Faute d'argent et par pudeur, les plus pauvres sacrifient leur santé

Manger sainement, prendre rendez-vous chez le dentiste ou l'ophtalmo... Des comportements indispensables pour rester en bonne santé mais dont se privent les plus pauvres, selon une étude publiée mardi par le Secours populaire.

"Il y a un accroissement de la demande en matière de santé... lorsque les personnes osent en parler". Julien Lauprêtre, président du Secours populaire français (SPF), en appelle à "une nouvelle résistance" face à cette "pauvreté qui gagne du terrain", comme le révèle le 10e baromètre Ipsos/Secours populaire publié mardi.

Parmi les Français les plus pauvres (ceux qui appartiennent à un ménage dont le revenu mensuel net est inférieur à 1.200 euros), la moitié a déjà renoncé ou repoussé une consultation chez le dentiste, soit un bond de 22 points par rapport à 2008, et près de 4 sur 10 un rendez-vous chez un ophtalmologiste (39%, +9 points).

Difficile de disposer d'une mutuelle santé

Dans ces foyers les plus modestes, 64% indiquent avoir eu des difficultés au moment de payer des actes médicaux mal remboursés par la Sécurité sociale.

Ainsi, Mounira, 47 ans, a reçu plus d'une cinquantaine de greffes osseuses ("à partir de 47, j'ai arrêté de compter") à cause de sa maladie. Elle ne touche que 803 euros par mois et une fois les charges payées, il ne lui reste plus que 326 euros pour vivre avec ses jumeaux de 18 ans, alors qu'elle doit subir chaque année "deux interventions à l'hôpital, avec plus de 2.000 euros de dépassement d'honoraires chaque fois".

Disposer d'une mutuelle santé, avoir une alimentation saine ? Financièrement compliqué pour près de la moitié des ménages modestes (respectivement 53% et 48% d'entre eux).

Une prise de conscience compliquée, tant la santé reste un tabou : "Les personnes qui viennent au SPF ne parlent jamais de leur santé, il y a une pudeur. Nous avons un travail à faire auprès du grand public comme auprès d'eux pour leur expliquer que l'accès aux soins dentaires ou ophtalmologiques, ce n'est pas du luxe", explique Julien Lauprêtre.
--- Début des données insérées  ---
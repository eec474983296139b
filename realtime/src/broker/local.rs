use std::sync::Arc;

use async_trait::async_trait;

use super::{
    Broker, ChannelRef, ChannelSpec, Hub, PresencePayload, PresenceState, SubscribeStatus,
    Subscription,
};
use crate::error::BrokerError;

/// `Broker` for clients living in the same process as the [`Hub`].
#[derive(Clone)]
pub struct LocalBroker {
    hub: Arc<Hub>,
}

impl LocalBroker {
    pub fn new(hub: Arc<Hub>) -> Self {
        Self { hub }
    }

    pub fn hub(&self) -> &Arc<Hub> {
        &self.hub
    }
}

#[async_trait]
impl Broker for LocalBroker {
    async fn subscribe(&self, spec: ChannelSpec) -> Result<Subscription, BrokerError> {
        let (channel, events) = self.hub.join(&spec);
        Ok(Subscription {
            channel,
            status: SubscribeStatus::Subscribed,
            events,
        })
    }

    async fn unsubscribe(&self, channel: &ChannelRef) -> Result<(), BrokerError> {
        self.hub.leave(channel)
    }

    async fn track(
        &self,
        channel: &ChannelRef,
        payload: &PresencePayload,
    ) -> Result<(), BrokerError> {
        self.hub.track(channel, payload.clone())
    }

    async fn untrack(&self, channel: &ChannelRef) -> Result<(), BrokerError> {
        self.hub.untrack(channel)
    }

    async fn send(
        &self,
        channel: &ChannelRef,
        event: &str,
        payload: serde_json::Value,
    ) -> Result<(), BrokerError> {
        self.hub.broadcast(channel, event, payload).map(|_| ())
    }

    async fn presence_state(&self, channel: &ChannelRef) -> Result<PresenceState, BrokerError> {
        self.hub.presence_state(channel)
    }
}
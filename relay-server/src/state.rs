use std::sync::Arc;

use classroom_realtime::Hub;
use dashmap::DashMap;
use tracing::info;

pub const ACCESS_TOKEN_ENV: &str = "CLASSROOM_RELAY_TOKEN";

/// Relay state shared by every connection.
pub struct RelayState {
    hub: Arc<Hub>,
    /// user_id -> number of open sockets (a user may have several tabs)
    connections: DashMap<String, usize>,
    access_token: Option<String>,
}

impl RelayState {
    pub fn new() -> Self {
        Self {
            hub: Arc::new(Hub::new()),
            connections: DashMap::new(),
            access_token: None,
        }
    }

    /// Require `CLASSROOM_RELAY_TOKEN` on connect when it is set and non-empty.
    pub fn from_env() -> Self {
        let token = std::env::var(ACCESS_TOKEN_ENV)
            .ok()
            .filter(|t| !t.is_empty());
        if token.is_some() {
            info!("Relay access token required");
        }
        Self::new().with_access_token(token)
    }

    pub fn with_access_token(mut self, token: Option<String>) -> Self {
        self.access_token = token;
        self
    }

    pub fn hub(&self) -> &Arc<Hub> {
        &self.hub
    }

    /// Check a token presented on connect.
    pub fn authorize(&self, token: Option<&str>) -> bool {
        match &self.access_token {
            Some(expected) => token == Some(expected.as_str()),
            None => true,
        }
    }

    pub fn add_client(&self, user_id: &str) {
        *self.connections.entry(user_id.to_string()).or_insert(0) += 1;
    }

    pub fn remove_client(&self, user_id: &str) {
        let now_empty = match self.connections.get_mut(user_id) {
            Some(mut count) => {
                *count = count.saturating_sub(1);
                *count == 0
            }
            None => false,
        };
        if now_empty {
            self.connections.remove_if(user_id, |_, count| *count == 0);
        }
    }

    pub fn is_connected(&self, user_id: &str) -> bool {
        self.connections.contains_key(user_id)
    }

    pub fn connected_users(&self) -> Vec<String> {
        self.connections.iter().map(|e| e.key().clone()).collect()
    }
}

impl Default for RelayState {
    fn default() -> Self {
        Self::new()
    }
}
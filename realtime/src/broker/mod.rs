//! Publish/subscribe transport abstraction.
//!
//! A broker carries row-change events, presence and broadcasts over named
//! topics. Delivery is best effort: events can be dropped, duplicated or
//! arrive after a subscription is torn down, and the transport can close at
//! any time (signalled with [`BrokerEvent::Closed`]).

pub mod events;
mod hub;
mod local;
pub mod wire;
mod ws;

pub use events::{
    BroadcastEvent, ConversationChangedPayload, PokePayload, PresencePayload, ReactionPayload,
    TypingPayload,
};
pub use hub::Hub;
pub use local::LocalBroker;
pub use ws::WsBroker;

use std::collections::HashMap;

use async_trait::async_trait;
use serde::{Deserialize, Serialize};
use tokio::sync::mpsc;

use crate::error::BrokerError;

/// The four subscriptions a connected client holds.
#[derive(Debug, Clone, Copy, PartialEq, Eq, Hash, Serialize, Deserialize)]
pub enum Concern {
    Conversations,
    Messages,
    Typing,
    Presence,
}

impl Concern {
    pub fn topic(&self) -> &'static str {
        match self {
            Concern::Conversations => "conversations",
            Concern::Messages => "messages",
            Concern::Typing => "typing",
            Concern::Presence => "online-users",
        }
    }
}

#[derive(Debug, Clone, PartialEq, Eq, Serialize, Deserialize)]
pub struct ChannelSpec {
    pub topic: String,
    /// Presence entries tracked on this channel are grouped under this key.
    pub presence_key: Option<String>,
    pub receive_own_broadcasts: bool,
}

impl ChannelSpec {
    pub fn new(topic: impl Into<String>) -> Self {
        Self {
            topic: topic.into(),
            presence_key: None,
            receive_own_broadcasts: false,
        }
    }

    pub fn with_presence_key(mut self, key: impl Into<String>) -> Self {
        self.presence_key = Some(key.into());
        self
    }
}

/// Handle to one live subscription.
#[derive(Debug, Clone, PartialEq, Eq, Hash, Serialize, Deserialize)]
pub struct ChannelRef {
    pub id: u64,
    pub topic: String,
}

#[derive(Debug, Clone, PartialEq, Eq, Serialize, Deserialize)]
#[serde(tag = "status", content = "reason", rename_all = "snake_case")]
pub enum SubscribeStatus {
    Subscribed,
    ChannelError(String),
    TimedOut,
    Closed,
}

impl SubscribeStatus {
    pub fn is_subscribed(&self) -> bool {
        matches!(self, SubscribeStatus::Subscribed)
    }
}

/// Inbound event shapes delivered on a subscription.
#[derive(Debug, Clone, PartialEq, Serialize, Deserialize)]
#[serde(tag = "type", rename_all = "snake_case")]
pub enum BrokerEvent {
    Insert {
        table: String,
        new: serde_json::Value,
    },
    Update {
        table: String,
        new: serde_json::Value,
    },
    PresenceSync,
    PresenceJoin {
        key: String,
        new_presences: Vec<PresencePayload>,
    },
    PresenceLeave {
        key: String,
        left_presences: Vec<PresencePayload>,
    },
    Broadcast {
        event: String,
        payload: serde_json::Value,
    },
    /// The transport dropped this subscription.
    Closed,
}

/// Snapshot of presence on a channel: key -> every tracked entry for that key.
pub type PresenceState = HashMap<String, Vec<PresencePayload>>;

pub struct Subscription {
    pub channel: ChannelRef,
    pub status: SubscribeStatus,
    pub events: mpsc::UnboundedReceiver<BrokerEvent>,
}

#[async_trait]
pub trait Broker: Send + Sync {
    async fn subscribe(&self, spec: ChannelSpec) -> Result<Subscription, BrokerError>;

    async fn unsubscribe(&self, channel: &ChannelRef) -> Result<(), BrokerError>;

    async fn track(
        &self,
        channel: &ChannelRef,
        payload: &PresencePayload,
    ) -> Result<(), BrokerError>;

    async fn untrack(&self, channel: &ChannelRef) -> Result<(), BrokerError>;

    async fn send(
        &self,
        channel: &ChannelRef,
        event: &str,
        payload: serde_json::Value,
    ) -> Result<(), BrokerError>;

    async fn presence_state(&self, channel: &ChannelRef) -> Result<PresenceState, BrokerError>;
}

/// Encode and send a typed broadcast.
pub async fn send_broadcast(
    broker: &dyn Broker,
    channel: &ChannelRef,
    event: &BroadcastEvent,
) -> Result<(), BrokerError> {
    let (name, payload) = event.to_wire()?;
    broker.send(channel, name, payload).await
}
Le travail, pas une garantie d’une autonomie financière

Les enfants ne sont pas épargnés : 12% de la population française a renoncé ou retardé des soins dentaires et 10% des soins optiques pour leur progéniture, "des chiffres fortement sous-évalués" selon Etienne Mercier, d'Ipsos. "Il est encore plus difficile d'avouer avoir renoncé à des soins pour son enfant que pour soi-même". Chez les personnes les plus modestes, cette proportion monte jusqu'à 32% (soins dentaires) et 17% (soins optiques).

Fadela, une maman célibataire avec trois enfants, raconte ainsi que son fils portait "des lunettes à verres épais" parce qu'elle n'avait pas les moyens d'acheter des verres fins. Cible de moqueries à l'école, il pourra bientôt avoir de nouvelles lunettes, plus adaptées à sa vue.

Dans ses permanences d'accueil, le SPF perçoit une dégradation de l'état de santé de familles, de mères seules, de jeunes, de retraités, de beaucoup d'enfants. Fait récent, le travail n'apporte plus forcément la garantie d'une autonomie financière: certains salariés ne sont plus à l'abri des privations et peinent également à se soigner.